+++ INFORMATION SUPPLIED
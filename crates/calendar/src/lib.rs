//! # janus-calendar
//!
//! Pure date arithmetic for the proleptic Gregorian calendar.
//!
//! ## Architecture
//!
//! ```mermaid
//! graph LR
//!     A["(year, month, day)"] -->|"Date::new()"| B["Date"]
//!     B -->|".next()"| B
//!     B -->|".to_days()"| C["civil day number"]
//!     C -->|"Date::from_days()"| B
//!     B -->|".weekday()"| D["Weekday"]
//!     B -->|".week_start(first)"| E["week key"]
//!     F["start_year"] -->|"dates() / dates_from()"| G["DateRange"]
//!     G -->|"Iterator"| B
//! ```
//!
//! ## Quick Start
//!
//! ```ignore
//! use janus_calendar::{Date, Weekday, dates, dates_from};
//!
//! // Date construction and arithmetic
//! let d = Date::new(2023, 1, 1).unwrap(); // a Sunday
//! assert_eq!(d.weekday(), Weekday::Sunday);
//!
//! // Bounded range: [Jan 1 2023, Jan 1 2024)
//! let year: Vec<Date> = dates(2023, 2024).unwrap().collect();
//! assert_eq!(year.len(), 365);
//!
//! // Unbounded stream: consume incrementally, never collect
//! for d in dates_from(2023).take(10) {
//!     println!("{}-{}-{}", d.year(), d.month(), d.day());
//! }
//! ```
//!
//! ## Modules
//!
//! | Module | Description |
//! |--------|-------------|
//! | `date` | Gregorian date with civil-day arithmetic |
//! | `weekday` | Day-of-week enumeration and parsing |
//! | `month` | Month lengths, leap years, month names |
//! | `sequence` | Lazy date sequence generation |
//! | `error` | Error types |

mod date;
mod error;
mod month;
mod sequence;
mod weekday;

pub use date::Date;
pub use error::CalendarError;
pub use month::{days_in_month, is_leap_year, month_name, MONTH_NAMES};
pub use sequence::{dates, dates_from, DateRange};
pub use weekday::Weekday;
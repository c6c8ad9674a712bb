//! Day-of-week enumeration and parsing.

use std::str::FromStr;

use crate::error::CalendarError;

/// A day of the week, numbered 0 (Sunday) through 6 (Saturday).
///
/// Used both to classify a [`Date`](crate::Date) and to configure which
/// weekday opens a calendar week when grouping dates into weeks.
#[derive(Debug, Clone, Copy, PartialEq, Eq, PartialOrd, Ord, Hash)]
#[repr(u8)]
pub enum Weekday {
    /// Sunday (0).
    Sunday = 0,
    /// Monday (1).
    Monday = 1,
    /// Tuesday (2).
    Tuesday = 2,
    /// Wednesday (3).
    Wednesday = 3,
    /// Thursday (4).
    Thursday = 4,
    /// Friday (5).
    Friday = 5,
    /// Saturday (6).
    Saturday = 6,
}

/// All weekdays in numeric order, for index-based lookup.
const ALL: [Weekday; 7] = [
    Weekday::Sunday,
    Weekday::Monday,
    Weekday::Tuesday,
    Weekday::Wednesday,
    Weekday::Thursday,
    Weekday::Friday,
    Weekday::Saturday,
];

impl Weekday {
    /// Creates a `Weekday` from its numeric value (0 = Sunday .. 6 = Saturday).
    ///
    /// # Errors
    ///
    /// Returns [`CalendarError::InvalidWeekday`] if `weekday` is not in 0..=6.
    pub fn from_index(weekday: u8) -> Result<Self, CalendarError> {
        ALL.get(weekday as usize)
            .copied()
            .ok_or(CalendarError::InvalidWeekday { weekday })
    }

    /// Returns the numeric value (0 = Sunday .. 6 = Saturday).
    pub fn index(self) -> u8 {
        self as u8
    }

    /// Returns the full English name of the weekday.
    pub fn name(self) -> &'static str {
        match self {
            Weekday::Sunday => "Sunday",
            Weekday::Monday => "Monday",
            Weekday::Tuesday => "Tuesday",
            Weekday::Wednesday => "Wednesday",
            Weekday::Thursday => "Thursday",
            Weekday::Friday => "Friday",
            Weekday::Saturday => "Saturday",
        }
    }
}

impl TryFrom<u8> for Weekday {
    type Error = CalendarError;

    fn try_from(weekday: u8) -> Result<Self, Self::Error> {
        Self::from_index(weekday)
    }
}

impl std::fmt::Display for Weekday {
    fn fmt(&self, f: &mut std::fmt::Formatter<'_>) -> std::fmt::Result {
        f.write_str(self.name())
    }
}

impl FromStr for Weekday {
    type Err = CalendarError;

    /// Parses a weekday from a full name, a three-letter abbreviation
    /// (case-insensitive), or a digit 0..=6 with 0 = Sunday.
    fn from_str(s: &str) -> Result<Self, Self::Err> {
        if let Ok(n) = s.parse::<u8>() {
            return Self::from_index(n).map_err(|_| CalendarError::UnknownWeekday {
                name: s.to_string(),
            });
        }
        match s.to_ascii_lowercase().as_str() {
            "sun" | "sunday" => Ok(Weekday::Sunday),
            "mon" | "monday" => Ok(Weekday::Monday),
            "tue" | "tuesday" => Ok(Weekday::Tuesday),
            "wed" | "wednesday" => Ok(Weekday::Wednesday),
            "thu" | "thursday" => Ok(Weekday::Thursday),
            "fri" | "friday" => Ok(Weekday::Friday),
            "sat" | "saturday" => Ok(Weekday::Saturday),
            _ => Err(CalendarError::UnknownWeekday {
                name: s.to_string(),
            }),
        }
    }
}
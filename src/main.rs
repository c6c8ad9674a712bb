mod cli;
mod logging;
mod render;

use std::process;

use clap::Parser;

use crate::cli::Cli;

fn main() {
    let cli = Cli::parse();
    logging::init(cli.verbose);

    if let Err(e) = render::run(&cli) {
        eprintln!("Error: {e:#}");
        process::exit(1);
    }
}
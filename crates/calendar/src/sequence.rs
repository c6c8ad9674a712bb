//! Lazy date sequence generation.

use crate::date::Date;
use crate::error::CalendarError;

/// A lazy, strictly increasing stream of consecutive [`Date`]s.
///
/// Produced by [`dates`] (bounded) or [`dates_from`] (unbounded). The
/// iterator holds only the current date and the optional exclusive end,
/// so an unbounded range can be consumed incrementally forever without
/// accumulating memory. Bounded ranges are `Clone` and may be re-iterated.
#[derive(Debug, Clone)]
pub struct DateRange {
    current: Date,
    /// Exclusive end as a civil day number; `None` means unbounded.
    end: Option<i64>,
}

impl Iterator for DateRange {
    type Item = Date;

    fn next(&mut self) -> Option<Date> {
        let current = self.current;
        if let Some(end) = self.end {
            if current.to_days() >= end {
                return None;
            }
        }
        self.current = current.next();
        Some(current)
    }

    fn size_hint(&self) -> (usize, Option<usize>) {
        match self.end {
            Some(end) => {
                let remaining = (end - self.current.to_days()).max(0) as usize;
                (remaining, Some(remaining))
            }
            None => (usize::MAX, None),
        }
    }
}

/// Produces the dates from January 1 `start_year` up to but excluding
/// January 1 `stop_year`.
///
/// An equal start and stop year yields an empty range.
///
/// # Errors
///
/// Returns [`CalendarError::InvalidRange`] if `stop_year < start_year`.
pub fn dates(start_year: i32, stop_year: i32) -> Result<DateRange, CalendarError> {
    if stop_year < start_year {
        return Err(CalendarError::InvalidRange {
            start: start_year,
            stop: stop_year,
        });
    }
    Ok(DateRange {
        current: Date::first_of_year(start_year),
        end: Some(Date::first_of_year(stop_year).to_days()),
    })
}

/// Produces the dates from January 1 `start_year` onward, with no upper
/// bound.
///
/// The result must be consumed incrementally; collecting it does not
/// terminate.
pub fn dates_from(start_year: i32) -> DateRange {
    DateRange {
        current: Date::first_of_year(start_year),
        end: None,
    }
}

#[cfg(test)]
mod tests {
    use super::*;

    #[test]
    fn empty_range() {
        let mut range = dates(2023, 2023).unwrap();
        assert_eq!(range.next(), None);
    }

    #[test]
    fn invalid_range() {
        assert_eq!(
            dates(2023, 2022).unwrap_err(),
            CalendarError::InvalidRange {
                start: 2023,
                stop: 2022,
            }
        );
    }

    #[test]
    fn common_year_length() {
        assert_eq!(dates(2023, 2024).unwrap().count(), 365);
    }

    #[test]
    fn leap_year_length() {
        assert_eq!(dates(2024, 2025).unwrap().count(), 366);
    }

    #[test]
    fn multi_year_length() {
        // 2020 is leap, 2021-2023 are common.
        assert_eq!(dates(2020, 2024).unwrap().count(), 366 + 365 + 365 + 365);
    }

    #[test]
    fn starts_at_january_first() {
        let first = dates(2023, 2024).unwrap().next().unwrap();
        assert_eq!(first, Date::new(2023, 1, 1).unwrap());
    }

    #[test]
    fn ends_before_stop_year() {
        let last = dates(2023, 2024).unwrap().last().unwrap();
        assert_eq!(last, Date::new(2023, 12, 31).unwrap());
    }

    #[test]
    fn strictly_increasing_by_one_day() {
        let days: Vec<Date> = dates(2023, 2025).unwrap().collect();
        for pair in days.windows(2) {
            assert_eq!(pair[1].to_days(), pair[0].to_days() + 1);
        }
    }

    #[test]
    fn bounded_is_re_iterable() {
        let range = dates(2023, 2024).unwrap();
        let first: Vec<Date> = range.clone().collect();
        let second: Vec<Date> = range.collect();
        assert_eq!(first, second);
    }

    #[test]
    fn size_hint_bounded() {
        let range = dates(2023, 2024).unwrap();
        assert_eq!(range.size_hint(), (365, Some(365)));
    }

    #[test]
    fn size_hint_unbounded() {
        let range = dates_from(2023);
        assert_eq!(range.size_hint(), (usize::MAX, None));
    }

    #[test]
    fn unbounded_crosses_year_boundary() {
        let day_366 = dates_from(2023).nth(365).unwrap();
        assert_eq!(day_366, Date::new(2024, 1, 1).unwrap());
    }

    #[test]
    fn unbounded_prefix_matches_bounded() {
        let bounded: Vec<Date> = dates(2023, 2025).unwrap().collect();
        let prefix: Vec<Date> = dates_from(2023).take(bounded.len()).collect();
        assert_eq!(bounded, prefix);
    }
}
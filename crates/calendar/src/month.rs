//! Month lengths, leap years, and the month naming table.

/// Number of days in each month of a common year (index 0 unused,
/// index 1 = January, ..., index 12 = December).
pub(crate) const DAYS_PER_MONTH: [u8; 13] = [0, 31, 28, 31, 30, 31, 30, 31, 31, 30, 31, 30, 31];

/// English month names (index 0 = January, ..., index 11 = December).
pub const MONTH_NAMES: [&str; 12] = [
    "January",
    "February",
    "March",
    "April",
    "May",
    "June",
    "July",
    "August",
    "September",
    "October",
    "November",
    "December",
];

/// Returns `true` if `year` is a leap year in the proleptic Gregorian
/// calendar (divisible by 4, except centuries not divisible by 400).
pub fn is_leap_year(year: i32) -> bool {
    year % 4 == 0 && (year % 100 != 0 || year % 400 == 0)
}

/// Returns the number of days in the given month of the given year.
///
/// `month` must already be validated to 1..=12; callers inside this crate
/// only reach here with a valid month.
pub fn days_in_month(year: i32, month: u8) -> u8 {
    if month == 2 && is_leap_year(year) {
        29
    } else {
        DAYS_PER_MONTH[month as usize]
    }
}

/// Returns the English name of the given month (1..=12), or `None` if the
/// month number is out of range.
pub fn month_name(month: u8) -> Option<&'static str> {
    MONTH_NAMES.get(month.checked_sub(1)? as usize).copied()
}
++++++
▶ **EXERCISE DESCRIPTION**: Copy every line of the material above in which the string "render" can be found.

▶ **RESPONSE TO THE EXERCISE**:
mod render;
    if let Err(e) = render::run(&cli) {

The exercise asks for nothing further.